» ASSIGNMENT
The answer must consist of every line from the data that holds the string "fallback".
───── DATASET CONTENT
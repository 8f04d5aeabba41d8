use clap::ArgMatches;
use tracing::{error, info};

use donner_core::process::{self, EXIT_EXEC_FAILED};

use super::{load_config, mode_flags};

pub(crate) fn handle_run_command(
    matches: &ArgMatches,
) -> Result<i32, Box<dyn std::error::Error>> {
    let args: Vec<String> = matches
        .get_many::<String>("command")
        .ok_or("Command argument is required")?
        .cloned()
        .collect();
    let (strict, fallback) = mode_flags(matches);

    info!(
        event = "cli.run_started",
        command = args.first().map(String::as_str),
        strict = strict,
        fallback = fallback
    );

    let config = load_config()?;
    let argv = config.dispatch(&args, strict, fallback).inspect_err(|e| {
        error!(event = "cli.run_resolve_failed", error = %e);
    })?;

    match process::run_command(&argv) {
        Ok(code) => {
            info!(event = "cli.run_completed", exit_code = code);
            Ok(code)
        }
        Err(e) => {
            eprintln!("donner: {}", e);
            error!(event = "cli.run_exec_failed", error = %e);
            Ok(EXIT_EXEC_FAILED)
        }
    }
}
──────────
» PROBLEM SOLUTION
    let (strict, fallback) = mode_flags(matches);
        fallback = fallback
    let argv = config.dispatch(&args, strict, fallback).inspect_err(|e| {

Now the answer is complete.